* _Entries shown_:
= = = =

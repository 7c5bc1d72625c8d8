//! Environment resolution.
//!
//! Resolves the variables injected into a sandbox. Sources are applied in
//! this order, each overwriting the previous ones for the keys it sets:
//!
//! 1. Host passthrough baseline
//! 2. Discovered credentials
//! 3. `.env` file (`env_file`)
//! 4. Explicit configuration (`environment`)
//!
//! Synonym groups are normalized after steps 1 and 2, so `GITHUB_TOKEN` and
//! `GH_TOKEN` agree whenever the host or the credentials supplied either.

use std::path::Path;

use super::host::{HostEnv, PASSTHROUGH_VARS};
use super::layer::{EnvSource, LayeredEnv, ResolvedVar};
use super::synonyms::{normalize_all, SynonymGroup, DEFAULT_SYNONYM_GROUPS, GITHUB_TOKEN_SYNONYMS};
use crate::config::{EnvFileParser, RawEnvMap, ResolutionConfig};
use crate::credentials::DiscoveredCredentials;

/// The final, ordered set of variables for a sandbox.
///
/// Host baseline keys come first in allow-list order, followed by keys
/// introduced by later steps in the order they first appeared.
#[derive(Debug, Clone, Default, PartialEq, Eq)]
pub struct ResolvedEnvironment {
    vars: Vec<ResolvedVar>,
}

impl ResolvedEnvironment {
    /// All resolved entries.
    pub fn entries(&self) -> &[ResolvedVar] {
        &self.vars
    }

    /// Get the resolved value for a variable.
    pub fn get(&self, key: &str) -> Option<&str> {
        self.vars
            .iter()
            .find(|v| v.key == key)
            .map(|v| v.value.as_str())
    }

    /// Get the source that supplied a variable's value.
    pub fn source_of(&self, key: &str) -> Option<&EnvSource> {
        self.vars.iter().find(|v| v.key == key).map(|v| &v.source)
    }

    /// Serialize as `KEY=VALUE` strings, without quoting or escaping.
    pub fn to_env_strings(&self) -> Vec<String> {
        self.vars.iter().map(ToString::to_string).collect()
    }

    /// Consume into `(key, value)` pairs, e.g. for `Command::envs`.
    pub fn into_pairs(self) -> Vec<(String, String)> {
        self.vars.into_iter().map(|v| (v.key, v.value)).collect()
    }

    /// Get the number of variables.
    pub fn len(&self) -> usize {
        self.vars.len()
    }

    /// Check if nothing was resolved.
    pub fn is_empty(&self) -> bool {
        self.vars.is_empty()
    }
}

impl From<LayeredEnv> for ResolvedEnvironment {
    fn from(env: LayeredEnv) -> Self {
        Self {
            vars: env.into_entries(),
        }
    }
}

/// Merges host, credential, file and config sources into one environment.
///
/// # Example
///
/// ```
/// use sandenv::config::ResolutionConfig;
/// use sandenv::credentials::DiscoveredCredentials;
/// use sandenv::environment::{EnvironmentResolver, HostEnv};
///
/// let resolver = EnvironmentResolver::new(HostEnv::from_pairs([("GITHUB_TOKEN", "H")]));
/// let config = ResolutionConfig::default().with_var("GITHUB_TOKEN", "C");
/// let credentials = DiscoveredCredentials::with_github_token("D");
///
/// let resolved = resolver.resolve(&config, &credentials);
/// assert_eq!(resolved.get("GITHUB_TOKEN"), Some("C"));
/// assert_eq!(resolved.get("GH_TOKEN"), Some("D"));
/// ```
#[derive(Debug, Clone)]
pub struct EnvironmentResolver {
    host: HostEnv,
    synonyms: Vec<SynonymGroup>,
}

impl EnvironmentResolver {
    /// Create a resolver over a host snapshot with the default synonym groups.
    pub fn new(host: HostEnv) -> Self {
        Self {
            host,
            synonyms: DEFAULT_SYNONYM_GROUPS.to_vec(),
        }
    }

    /// Create a resolver over the current process environment.
    pub fn from_process() -> Self {
        Self::new(HostEnv::capture())
    }

    /// Add a synonym group normalized alongside the defaults.
    pub fn with_synonym_group(mut self, group: SynonymGroup) -> Self {
        self.synonyms.push(group);
        self
    }

    /// Resolve the environment. Never fails.
    pub fn resolve(
        &self,
        config: &ResolutionConfig,
        credentials: &DiscoveredCredentials,
    ) -> ResolvedEnvironment {
        let env_file = config
            .env_file
            .as_deref()
            .map(|path| (path, EnvFileParser::parse(path)));
        self.resolve_with_env_file(config, credentials, env_file)
    }

    /// Resolve with env file contents the caller already read.
    ///
    /// `env_file` replaces the read of `config.env_file`; `None` skips the
    /// env file layer.
    pub fn resolve_with_env_file(
        &self,
        config: &ResolutionConfig,
        credentials: &DiscoveredCredentials,
        env_file: Option<(&Path, RawEnvMap)>,
    ) -> ResolvedEnvironment {
        let mut env = LayeredEnv::new();

        // 1. Host passthrough baseline
        self.apply_host(&mut env, config);
        normalize_all(&self.synonyms, &mut env);

        // 2. Discovered credentials
        Self::apply_credentials(&mut env, credentials);
        normalize_all(&self.synonyms, &mut env);

        // 3. .env file
        if let Some((path, vars)) = env_file {
            tracing::debug!(
                "Env file {} supplied {} variable(s)",
                path.display(),
                vars.len()
            );
            env.overlay_map(vars, &EnvSource::EnvFile(path.to_path_buf()));
        }

        // 4. Explicit config
        env.overlay(&config.environment, &EnvSource::Config);

        tracing::debug!("Resolved {} variable(s)", env.len());
        env.into()
    }

    fn apply_host(&self, env: &mut LayeredEnv, config: &ResolutionConfig) {
        let names = PASSTHROUGH_VARS
            .iter()
            .copied()
            .chain(config.passthrough.iter().map(String::as_str));

        for name in names {
            if let Some(value) = self.host.get(name) {
                tracing::debug!("Passing through host variable {}", name);
                env.set(name, value, EnvSource::Host);
            }
        }
    }

    fn apply_credentials(env: &mut LayeredEnv, credentials: &DiscoveredCredentials) {
        if let Some(claude) = &credentials.claude {
            tracing::debug!("Applying {} credential", claude.auth_type);
            env.overlay(claude.to_env_vars(), &EnvSource::Credentials);
        }

        if let Some(github) = &credentials.github {
            if let Some(token) = &github.token {
                tracing::debug!("Applying discovered GitHub token");
                for name in GITHUB_TOKEN_SYNONYMS.names {
                    env.set(*name, token.as_str(), EnvSource::Credentials);
                }
            }
            if let Some(identity) = &github.git_config {
                env.overlay(identity.to_env_vars(), &EnvSource::Credentials);
            }
        }
    }
}

/// Resolve against the current process environment and serialize.
///
/// Convenience for callers that only need the `KEY=VALUE` list.
pub fn resolve_env_strings(
    config: &ResolutionConfig,
    credentials: &DiscoveredCredentials,
) -> Vec<String> {
    EnvironmentResolver::from_process()
        .resolve(config, credentials)
        .to_env_strings()
}
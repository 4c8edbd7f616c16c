//! Search client: free-text queries over the user's indexed entries.

use std::sync::Arc;
use std::time::Duration;

use thiserror::Error;
use tracing::{debug, instrument};

use crate::adapters::{with_timeout, BackendError, JournalBackend};
use crate::domain::SearchResult;

use super::session::SessionManager;

/// Search failures
#[derive(Debug, Error)]
pub enum SearchError {
    #[error("not logged in, or the session was rejected")]
    Unauthorized,

    #[error("search query is empty")]
    EmptyQuery,

    #[error("search failed: {0}")]
    BackendError(BackendError),
}

/// Queries the backend's semantic index
pub struct SearchClient {
    backend: Arc<dyn JournalBackend>,
    reject_empty_query: bool,
    request_timeout: Duration,
}

impl SearchClient {
    pub fn new(backend: Arc<dyn JournalBackend>) -> Self {
        Self {
            backend,
            reject_empty_query: true,
            request_timeout: Duration::from_secs(60),
        }
    }

    pub fn with_reject_empty_query(mut self, reject: bool) -> Self {
        self.reject_empty_query = reject;
        self
    }

    pub fn with_request_timeout(mut self, timeout: Duration) -> Self {
        self.request_timeout = timeout;
        self
    }

    /// Run one query. Results keep the backend's relevance order.
    #[instrument(skip(self, session))]
    pub async fn search(
        &self,
        query: &str,
        session: &SessionManager,
    ) -> Result<Vec<SearchResult>, SearchError> {
        if self.reject_empty_query && query.trim().is_empty() {
            return Err(SearchError::EmptyQuery);
        }
        let credential = session.credential().ok_or(SearchError::Unauthorized)?;

        let result = with_timeout(self.request_timeout, self.backend.search(&credential, query)).await;

        match result {
            Ok(results) => {
                debug!(matches = results.len(), "Search completed");
                Ok(results)
            }
            Err(BackendError::Unauthorized) => {
                session.on_unauthorized();
                Err(SearchError::Unauthorized)
            }
            Err(e) => Err(SearchError::BackendError(e)),
        }
    }
}
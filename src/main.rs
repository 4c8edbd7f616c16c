//! diarist CLI entrypoint

use anyhow::Result;
use clap::Parser;
use tracing_subscriber::{layer::SubscriberExt, util::SubscriberInitExt, EnvFilter};

use diarist::cli::Cli;

#[tokio::main]
async fn main() -> Result<()> {
    // Logs go to stderr so command output stays pipeable
    tracing_subscriber::registry()
        .with(EnvFilter::try_from_default_env().unwrap_or_else(|_| EnvFilter::new("info")))
        .with(
            tracing_subscriber::fmt::layer()
                .with_target(false)
                .with_writer(std::io::stderr),
        )
        .init();

    let cli = Cli::parse();
    cli.execute().await
}
//! Command-line interface for diarist.
//!
//! Provides commands for managing the session, editing the profile,
//! moving journal entries through transcription and summarization, and
//! searching past entries.

use std::path::{Path, PathBuf};

use anyhow::{Context, Result};
use clap::{Parser, Subcommand};

use crate::app::App;
use crate::config;
use crate::core::{AuthError, EntryPipeline, PipelineError, SearchError};
use crate::domain::JournalEntry;

pub mod profile;

/// diarist - voice journaling client
#[derive(Parser, Debug)]
#[command(name = "diarist")]
#[command(author, version, about, long_about = None)]
pub struct Cli {
    #[command(subcommand)]
    pub command: Commands,
}

#[derive(Subcommand, Debug)]
pub enum Commands {
    /// Create an account (does not log in)
    Register {
        username: String,

        /// Password (or set DIARIST_PASSWORD)
        #[arg(long, env = "DIARIST_PASSWORD", hide_env_values = true)]
        password: String,
    },

    /// Log in and store the session credential
    Login {
        username: String,

        /// Password (or set DIARIST_PASSWORD)
        #[arg(long, env = "DIARIST_PASSWORD", hide_env_values = true)]
        password: String,
    },

    /// Drop the stored credential
    Logout,

    /// Show whether a session credential is held
    Whoami,

    /// Edit and submit goals and principles
    Profile {
        #[command(subcommand)]
        command: profile::ProfileCommands,
    },

    /// Create an entry from an audio file and transcribe it
    Transcribe {
        /// Audio file (wav, mp3, m4a, ...)
        audio: PathBuf,
    },

    /// Replace an entry's transcript before summarizing
    Edit {
        /// Entry ID (or unique prefix)
        entry_id: String,

        /// New transcript text
        #[arg(long, conflicts_with = "file", required_unless_present = "file")]
        text: Option<String>,

        /// Read the new transcript from a file
        #[arg(long)]
        file: Option<PathBuf>,
    },

    /// Summarize a transcribed entry
    Summarize {
        /// Entry ID (or unique prefix)
        entry_id: String,
    },

    /// Retry the call that failed last on an entry
    Retry {
        /// Entry ID (or unique prefix)
        entry_id: String,
    },

    /// Show an entry's stage, transcript and summary
    Status {
        /// Entry ID (or unique prefix)
        entry_id: String,
    },

    /// List recent entries
    Entries {
        /// Maximum number of entries to show
        #[arg(short, long, default_value = "10")]
        limit: usize,
    },

    /// Search past entries
    Search {
        /// Free-text query
        query: String,
    },

    /// Show resolved configuration (debug)
    Config,
}

impl Cli {
    /// Execute the CLI command
    pub async fn execute(self) -> Result<()> {
        if let Commands::Config = self.command {
            return show_config();
        }

        let app = App::from_config(config::config()?.clone())?;

        match self.command {
            Commands::Register { username, password } => register(&app, &username, &password).await,
            Commands::Login { username, password } => login(&app, &username, &password).await,
            Commands::Logout => {
                app.session().logout();
                println!("Logged out");
                Ok(())
            }
            Commands::Whoami => {
                whoami(&app);
                Ok(())
            }
            Commands::Profile { command } => profile::execute(&app, command).await,
            Commands::Transcribe { audio } => transcribe(&app, &audio).await,
            Commands::Edit {
                entry_id,
                text,
                file,
            } => edit(&app, &entry_id, text, file).await,
            Commands::Summarize { entry_id } => summarize(&app, &entry_id).await,
            Commands::Retry { entry_id } => retry(&app, &entry_id).await,
            Commands::Status { entry_id } => show_status(&app, &entry_id).await,
            Commands::Entries { limit } => list_entries(&app, limit).await,
            Commands::Search { query } => search(&app, &query).await,
            Commands::Config => show_config(),
        }
    }
}

async fn register(app: &App, username: &str, password: &str) -> Result<()> {
    match app.session().register(username, password).await {
        Ok(()) => {
            println!("Registered {}. Run `diarist login {}` to start.", username, username);
            Ok(())
        }
        Err(AuthError::DuplicateUser) => anyhow::bail!("Username '{}' is already taken", username),
        Err(e) => Err(e).context("Registration failed"),
    }
}

async fn login(app: &App, username: &str, password: &str) -> Result<()> {
    app.session()
        .login(username, password)
        .await
        .context("Login failed")?;

    println!("Logged in as {}", username);
    Ok(())
}

fn whoami(app: &App) {
    let cfg = app.config();
    if app.session().is_authenticated() {
        println!("Session credential held");
    } else {
        println!("Not logged in");
    }
    println!("Backend: {}", cfg.backend.base_url);
}

async fn open(app: &App, entry_id: &str) -> Result<EntryPipeline> {
    app.open_entry(entry_id)
        .await
        .with_context(|| format!("No entry matching '{}'", entry_id))
}

/// Turn pipeline failures into messages with a next step
fn explain(entry: &JournalEntry, err: PipelineError) -> anyhow::Error {
    let id = entry.id;
    match err {
        PipelineError::Unauthorized => {
            anyhow::anyhow!("Not logged in, or the session expired. Run `diarist login <username>`")
        }
        PipelineError::Busy => anyhow::anyhow!("Entry {} already has a request in flight", id),
        e @ (PipelineError::TranscriptionFailed(_) | PipelineError::SummarizationFailed(_)) => {
            anyhow::anyhow!("{}\nRun `diarist retry {}` to try again", e, id)
        }
        e => e.into(),
    }
}

async fn transcribe(app: &App, audio: &Path) -> Result<()> {
    let pipeline = app
        .new_entry(audio)
        .await
        .with_context(|| format!("Failed to create entry from {}", audio.display()))?;
    let entry = pipeline.entry();
    eprintln!("[Entry {} created]", entry.id);

    let transcript = pipeline
        .transcribe()
        .await
        .map_err(|e| explain(&entry, e))?;

    println!("{}", transcript);
    eprintln!(
        "\n[Entry {} transcribed. Edit with `diarist edit`, then `diarist summarize {}`]",
        entry.id, entry.id
    );
    Ok(())
}

async fn edit(app: &App, entry_id: &str, text: Option<String>, file: Option<PathBuf>) -> Result<()> {
    let pipeline = open(app, entry_id).await?;
    let entry = pipeline.entry();

    let transcript = match (text, file) {
        (Some(text), _) => text,
        (None, Some(path)) => tokio::fs::read_to_string(&path)
            .await
            .with_context(|| format!("Failed to read transcript file: {}", path.display()))?,
        (None, None) => anyhow::bail!("Provide --text or --file"),
    };

    pipeline
        .edit_transcript(transcript)
        .await
        .map_err(|e| explain(&entry, e))?;

    eprintln!("[Entry {} transcript updated]", entry.id);
    Ok(())
}

async fn summarize(app: &App, entry_id: &str) -> Result<()> {
    let pipeline = open(app, entry_id).await?;
    let entry = pipeline.entry();

    let summary = pipeline
        .summarize(app.session())
        .await
        .map_err(|e| explain(&entry, e))?;

    println!("{}", summary.text);
    for note in &summary.goal_alignment {
        println!("  - {}", note);
    }
    Ok(())
}

async fn retry(app: &App, entry_id: &str) -> Result<()> {
    let pipeline = open(app, entry_id).await?;
    let entry = pipeline.entry();

    let entry = pipeline
        .retry(app.session())
        .await
        .map_err(|e| explain(&entry, e))?;

    eprintln!("[Entry {} is now {}]", entry.id, entry.stage);
    print_entry(&entry);
    Ok(())
}

fn print_entry(entry: &JournalEntry) {
    if let Some(transcript) = &entry.transcript {
        println!("\nTranscript:\n{}", transcript);
    }
    if let Some(summary) = &entry.summary {
        println!("\nSummary:\n{}", summary.text);
        for note in &summary.goal_alignment {
            println!("  - {}", note);
        }
    }
}

/// Show the status of an entry
async fn show_status(app: &App, entry_id: &str) -> Result<()> {
    let entry = open(app, entry_id).await?.entry();

    println!("Entry ID: {}", entry.id);
    println!("Audio: {} ({} bytes)", entry.audio.path.display(), entry.audio.size_bytes);
    println!("Stage: {}", entry.stage);
    println!("Attempts: {}", entry.attempts);
    println!("Created: {}", entry.created_at);
    println!("Updated: {}", entry.updated_at);
    if let Some(error) = &entry.last_error {
        println!("Last error: {}", error);
    }
    print_entry(&entry);

    Ok(())
}

/// List recent entries
async fn list_entries(app: &App, limit: usize) -> Result<()> {
    let entries = app.list_entries(limit).await?;

    if entries.is_empty() {
        println!("No entries found");
        return Ok(());
    }

    println!("{:<38} {:<26} {:<20}", "ENTRY ID", "STAGE", "CREATED");
    println!("{}", "-".repeat(84));

    for entry in entries {
        println!(
            "{:<38} {:<26} {:<20}",
            entry.id,
            entry.stage.to_string(),
            entry.created_at.format("%Y-%m-%d %H:%M")
        );
    }

    Ok(())
}

async fn search(app: &App, query: &str) -> Result<()> {
    let results = match app.search_client().search(query, app.session()).await {
        Ok(results) => results,
        Err(SearchError::Unauthorized) => {
            anyhow::bail!("Not logged in, or the session expired. Run `diarist login <username>`")
        }
        Err(e) => return Err(e.into()),
    };

    if results.is_empty() {
        println!("No matching entries");
        return Ok(());
    }

    for (i, result) in results.iter().enumerate() {
        println!("{}. {}", i + 1, result.transcript);
        if !result.summary.is_empty() {
            println!("   {}", result.summary);
        }
    }

    Ok(())
}

fn show_config() -> Result<()> {
    let cfg = config::config()?;

    println!("diarist configuration");
    println!();
    println!(
        "Config file: {}",
        cfg.config_file
            .as_ref()
            .map(|p| p.display().to_string())
            .unwrap_or_else(|| "(none - using defaults)".to_string())
    );
    println!();
    println!("Paths:");
    println!("  Home:          {}", cfg.home.display());
    println!("  Entries:       {}", cfg.entries_dir().display());
    println!("  Profile draft: {}", cfg.profile_path().display());
    println!("  Credential:    {:?}", cfg.credential_storage);
    println!();
    println!("Backend:");
    println!("  Base URL:           {}", cfg.backend.base_url);
    println!("  Request timeout:    {}s", cfg.backend.request_timeout.as_secs());
    println!("  Transcribe timeout: {}s", cfg.backend.transcribe_timeout.as_secs());
    println!();
    println!("Limits:");
    println!("  Max audio size:     {} bytes", cfg.max_audio_bytes);
    println!("  Drop blank slots:   {}", cfg.drop_blank_slots);
    println!("  Reject empty query: {}", cfg.reject_empty_query);

    Ok(())
}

= = = =

* _Aim of the exercise_: From the entries above, return exactly the line containing "let pipeline = app", the line containing "(Some(text), _) =>", and all lines between, and nothing else.

* _Exercise solution_:
    let pipeline = app
        .new_entry(audio)
        .await
        .with_context(|| format!("Failed to create entry from {}", audio.display()))?;
    let entry = pipeline.entry();
    eprintln!("[Entry {} created]", entry.id);

    let transcript = pipeline
        .transcribe()
        .await
        .map_err(|e| explain(&entry, e))?;

    println!("{}", transcript);
    eprintln!(
        "\n[Entry {} transcribed. Edit with `diarist edit`, then `diarist summarize {}`]",
        entry.id, entry.id
    );
    Ok(())
}

async fn edit(app: &App, entry_id: &str, text: Option<String>, file: Option<PathBuf>) -> Result<()> {
    let pipeline = open(app, entry_id).await?;
    let entry = pipeline.entry();

    let transcript = match (text, file) {
        (Some(text), _) => text,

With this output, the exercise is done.